Öffentlichkeitsarbeit
Unser Bemühen um Präsenz in den Medien trägt Früchte: auch vor der diesjährigen Buchmesse vertrat der stellvertretende Vorsitzende die BCC-Positionen im Interview beim Frankfurter „Radio X“. Am 10. Oktober lief die Sendung live, am 11. Oktober wurde sie komplett wiederholt.
Einige unserer Veranstaltungen sind bei YouTube zu finden, beispielsweise im Kanal von „666 freedom“: https://www.youtube.com/user/666freedom, einem Kooperationspartner, der immer wieder nach Frankfurt reist, um Veranstaltungen von BCC (oder anderen Veranstaltern) zu filmen und anschließend die Vorträge über seinen YoluTube-Kanal weltweit zugänglich zu machen.

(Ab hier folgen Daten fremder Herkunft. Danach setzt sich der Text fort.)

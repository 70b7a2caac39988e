//! Template API client.
//!
//! Provides methods for interacting with the `/api/v1/templates` endpoints of IntegreSQL.

use monitoring::logging;
use reqwest::{Response, StatusCode};
use serde::de::DeserializeOwned;

use super::{
    Client,
    models::{InitializeTemplateRequest, TemplateDatabase, TestDatabase},
};

/// Length of a template hash accepted by IntegreSQL.
pub const HASH_LEN: usize = 32;

/// Build URL path for creating a template.
///
/// POST `/api/v1/templates`
fn templates_create() -> &'static str {
    "api/v1/templates"
}

/// Build URL path for finalizing or discarding a template.
///
/// PUT/DELETE `/api/v1/templates/{hash}`
fn template_by_hash(hash: &str) -> String {
    format!("api/v1/templates/{hash}")
}

/// Build URL path for getting a test database.
///
/// GET `/api/v1/templates/{hash}/tests`
fn template_tests(hash: &str) -> String {
    format!("api/v1/templates/{hash}/tests")
}

/// Build URL path for releasing a test database.
///
/// DELETE `/api/v1/templates/{hash}/tests/{id}`
fn template_test_by_id(hash: &str, id: i64) -> String {
    format!("api/v1/templates/{hash}/tests/{id}")
}

/// Response to a template creation request.
#[derive(Debug, Clone, PartialEq, Eq)]
pub enum CreateTemplate {
    /// The hash was claimed by this caller, who must populate the template and finalize it.
    Created(TemplateDatabase),
    /// Another caller claimed the hash first, or the template is already finalized.
    Locked,
}

/// Client for template-related API operations.
///
/// Created via [`Client::templates`](crate::Client::templates).
#[derive(Debug)]
pub struct TemplatesClient<'a> {
    client: &'a Client,
}

impl<'a> TemplatesClient<'a> {
    pub(crate) fn new(client: &'a Client) -> Self {
        Self { client }
    }

    /// Claims the template for `hash`.
    ///
    /// POSTs to `/api/v1/templates`.
    ///
    /// # Errors
    ///
    /// Returns [`CreateTemplateError`] for an invalid hash, network errors, or responses other
    /// than 200 and 423.
    #[tracing::instrument(skip(self), err)]
    pub async fn create(&self, hash: &str) -> Result<CreateTemplate, CreateTemplateError> {
        validate_hash(hash)?;
        let url = self.url(templates_create());

        tracing::debug!("Sending POST request");

        let response = self
            .client
            .http()
            .post(url.as_str())
            .json(&InitializeTemplateRequest { hash })
            .send()
            .await
            .map_err(|err| CreateTemplateError::Network {
                url: url.to_string(),
                source: err,
            })?;

        let status = response.status();
        tracing::debug!(status = %status, "Received API response");

        match status {
            StatusCode::OK => {
                let template = parse_body(response).await.map_err(|message| {
                    CreateTemplateError::UnexpectedResponse {
                        status: status.as_u16(),
                        message,
                    }
                })?;
                Ok(CreateTemplate::Created(template))
            }
            StatusCode::LOCKED => {
                tracing::debug!("Template locked by another caller");
                Ok(CreateTemplate::Locked)
            }
            _ => Err(CreateTemplateError::UnexpectedResponse {
                status: status.as_u16(),
                message: read_body(response).await,
            }),
        }
    }

    /// Marks the template for `hash` as populated, ready to be cloned.
    ///
    /// PUTs to `/api/v1/templates/{hash}`.
    ///
    /// # Errors
    ///
    /// Returns [`FinalizeTemplateError`] for an invalid hash, network errors, or any non-2xx
    /// response.
    #[tracing::instrument(skip(self), err)]
    pub async fn finalize(&self, hash: &str) -> Result<(), FinalizeTemplateError> {
        validate_hash(hash)?;
        let url = self.url(&template_by_hash(hash));

        tracing::debug!("Sending PUT request");

        let response = self
            .client
            .http()
            .put(url.as_str())
            .send()
            .await
            .map_err(|err| FinalizeTemplateError::Network {
                url: url.to_string(),
                source: err,
            })?;

        let status = response.status();
        tracing::debug!(status = %status, "Received API response");

        if status.is_success() {
            return Ok(());
        }
        Err(FinalizeTemplateError::UnexpectedResponse {
            status: status.as_u16(),
            message: read_body(response).await,
        })
    }

    /// Discards the template for `hash`, typically after populating it failed.
    ///
    /// DELETEs `/api/v1/templates/{hash}`. A template that does not exist (404) counts as
    /// discarded.
    ///
    /// # Errors
    ///
    /// Returns [`DiscardTemplateError`] for an invalid hash, network errors, or unexpected
    /// responses.
    #[tracing::instrument(skip(self), err)]
    pub async fn discard(&self, hash: &str) -> Result<(), DiscardTemplateError> {
        validate_hash(hash)?;
        let url = self.url(&template_by_hash(hash));

        tracing::debug!("Sending DELETE request");

        let response = self
            .client
            .http()
            .delete(url.as_str())
            .send()
            .await
            .map_err(|err| DiscardTemplateError::Network {
                url: url.to_string(),
                source: err,
            })?;

        let status = response.status();
        tracing::debug!(status = %status, "Received API response");

        match status {
            status if status.is_success() => Ok(()),
            StatusCode::NOT_FOUND => {
                tracing::debug!("Template already gone");
                Ok(())
            }
            _ => Err(DiscardTemplateError::UnexpectedResponse {
                status: status.as_u16(),
                message: read_body(response).await,
            }),
        }
    }

    /// Gets a fresh test database cloned from the template for `hash`.
    ///
    /// GETs `/api/v1/templates/{hash}/tests`. The server holds the request until a template
    /// that is still being populated is finalized.
    ///
    /// Returns `None` if no template exists for the hash (404).
    ///
    /// # Errors
    ///
    /// Returns [`GetTestDatabaseError`] for an invalid hash, network errors, or unexpected
    /// responses, including empty or malformed bodies.
    #[tracing::instrument(skip(self), err)]
    pub async fn get_test_database(
        &self,
        hash: &str,
    ) -> Result<Option<TestDatabase>, GetTestDatabaseError> {
        validate_hash(hash)?;
        let url = self.url(&template_tests(hash));

        tracing::debug!("Sending GET request");

        let response = self
            .client
            .http()
            .get(url.as_str())
            .send()
            .await
            .map_err(|err| GetTestDatabaseError::Network {
                url: url.to_string(),
                source: err,
            })?;

        let status = response.status();
        tracing::debug!(status = %status, "Received API response");

        match status {
            StatusCode::OK => {
                let database = parse_body(response).await.map_err(|message| {
                    GetTestDatabaseError::UnexpectedResponse {
                        status: status.as_u16(),
                        message,
                    }
                })?;
                Ok(Some(database))
            }
            StatusCode::NOT_FOUND => {
                tracing::debug!("Template not found");
                Ok(None)
            }
            _ => Err(GetTestDatabaseError::UnexpectedResponse {
                status: status.as_u16(),
                message: read_body(response).await,
            }),
        }
    }

    /// Releases test database `id` of the template for `hash`.
    ///
    /// DELETEs `/api/v1/templates/{hash}/tests/{id}`. A test database that does not exist (404)
    /// counts as released.
    ///
    /// # Errors
    ///
    /// Returns [`ReleaseTestDatabaseError`] for an invalid hash, network errors, or unexpected
    /// responses.
    #[tracing::instrument(skip(self), err)]
    pub async fn release_test_database(
        &self,
        hash: &str,
        id: i64,
    ) -> Result<(), ReleaseTestDatabaseError> {
        validate_hash(hash)?;
        let url = self.url(&template_test_by_id(hash, id));

        tracing::debug!("Sending DELETE request");

        let response = self
            .client
            .http()
            .delete(url.as_str())
            .send()
            .await
            .map_err(|err| ReleaseTestDatabaseError::Network {
                url: url.to_string(),
                source: err,
            })?;

        let status = response.status();
        tracing::debug!(status = %status, "Received API response");

        match status {
            status if status.is_success() => Ok(()),
            StatusCode::NOT_FOUND => {
                tracing::debug!("Test database already gone");
                Ok(())
            }
            _ => Err(ReleaseTestDatabaseError::UnexpectedResponse {
                status: status.as_u16(),
                message: read_body(response).await,
            }),
        }
    }

    fn url(&self, path: &str) -> url::Url {
        // Paths are built from validated hex hashes and integers
        self.client.base_url().join(path).expect("valid URL")
    }
}

fn validate_hash(hash: &str) -> Result<(), InvalidHashError> {
    if hash.len() != HASH_LEN {
        return Err(InvalidHashError::InvalidLength {
            hash: hash.to_string(),
        });
    }
    if let Some((index, character)) = hash
        .char_indices()
        .find(|(_, c)| !matches!(c, '0'..='9' | 'a'..='f'))
    {
        return Err(InvalidHashError::InvalidCharacter {
            hash: hash.to_string(),
            character,
            index,
        });
    }
    Ok(())
}

/// Parses a JSON body, rejecting empty and malformed bodies with a message carrying the raw
/// response.
async fn parse_body<T: DeserializeOwned>(response: Response) -> Result<T, String> {
    let text = response.text().await.map_err(|err| {
        tracing::error!(error = %err, error_source = logging::error_source(&err), "Failed to read response body");
        format!("Failed to read response body: {err}")
    })?;

    if text.trim().is_empty() {
        return Err("Unexpected empty response body".to_string());
    }

    serde_json::from_str(&text).map_err(|err| {
        tracing::error!(error = %err, error_source = logging::error_source(&err), "Failed to parse response body");
        format!("Failed to parse response ({err}): {text}")
    })
}

async fn read_body(response: Response) -> String {
    response
        .text()
        .await
        .unwrap_or_else(|_| String::from("Failed to read response body"))
}

/// Malformed template hash, rejected before any request is sent.
#[derive(Debug, thiserror::Error)]
pub enum InvalidHashError {
    /// Hash must be exactly 32 characters
    #[error("template hash must be exactly {HASH_LEN} characters, got {} characters: {hash:?}", .hash.len())]
    InvalidLength { hash: String },

    /// Hash contains something other than lowercase hex digits
    #[error("template hash contains invalid character {character:?} at index {index}: {hash:?}")]
    InvalidCharacter {
        hash: String,
        character: char,
        index: usize,
    },
}

/// Errors that can occur when creating a template
#[derive(Debug, thiserror::Error)]
pub enum CreateTemplateError {
    /// The hash was rejected locally
    #[error(transparent)]
    InvalidHash(#[from] InvalidHashError),

    /// Network or connection error
    #[error("network error connecting to {url}")]
    Network { url: String, source: reqwest::Error },

    /// Unexpected response from the service
    #[error("unexpected response (status {status}): {message}")]
    UnexpectedResponse { status: u16, message: String },
}

/// Errors that can occur when finalizing a template
#[derive(Debug, thiserror::Error)]
pub enum FinalizeTemplateError {
    /// The hash was rejected locally
    #[error(transparent)]
    InvalidHash(#[from] InvalidHashError),

    /// Network or connection error
    #[error("network error connecting to {url}")]
    Network { url: String, source: reqwest::Error },

    /// Unexpected response from the service
    #[error("unexpected response (status {status}): {message}")]
    UnexpectedResponse { status: u16, message: String },
}

/// Errors that can occur when discarding a template
#[derive(Debug, thiserror::Error)]
pub enum DiscardTemplateError {
    /// The hash was rejected locally
    #[error(transparent)]
    InvalidHash(#[from] InvalidHashError),

    /// Network or connection error
    #[error("network error connecting to {url}")]
    Network { url: String, source: reqwest::Error },

    /// Unexpected response from the service
    #[error("unexpected response (status {status}): {message}")]
    UnexpectedResponse { status: u16, message: String },
}

/// Errors that can occur when getting a test database
#[derive(Debug, thiserror::Error)]
pub enum GetTestDatabaseError {
    /// The hash was rejected locally
    #[error(transparent)]
    InvalidHash(#[from] InvalidHashError),

    /// Network or connection error
    #[error("network error connecting to {url}")]
    Network { url: String, source: reqwest::Error },

    /// Unexpected response from the service
    #[error("unexpected response (status {status}): {message}")]
    UnexpectedResponse { status: u16, message: String },
}

/// Errors that can occur when releasing a test database
#[derive(Debug, thiserror::Error)]
pub enum ReleaseTestDatabaseError {
    /// The hash was rejected locally
    #[error(transparent)]
    InvalidHash(#[from] InvalidHashError),

    /// Network or connection error
    #[error("network error connecting to {url}")]
    Network { url: String, source: reqwest::Error },

    /// Unexpected response from the service
    #[error("unexpected response (status {status}): {message}")]
    UnexpectedResponse { status: u16, message: String },
}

Die Homepage des Vereins –www.businesscrimecontrol.org – wird inzwischen gut genutzt. Dort finden Sie nicht nur aktuelle Informationen, sondern auch Mitschnitte früherer Fachtagungen von BCC und von Matineen.
Last not least: BIG Business Crime – vierteljährlich erscheint unsere Zeitschrift, informiert Sie mit Hintergrundinformationen und Berichten. 25 Jahre wird BIG jetzt alt – und wir überlegen, wie wir diese Institution weiter verbessern und ihre Reichweite vergrößern können. Im Internetzeitalter erscheint ein Wechsel von der Printausgabe zu einem Online-Magazin aus verschiedenen Gründen vorteilhaft. Wir werden auf unserer diesjährigen Mitgliederversammlung am 12. Mai darüber sprechen und die Mitglieder um Zustimmung bitten.
Peter Menne war von April 2017 bis Ende 2018 stellvertretender Vorsitzender von Business Crime Control e.V.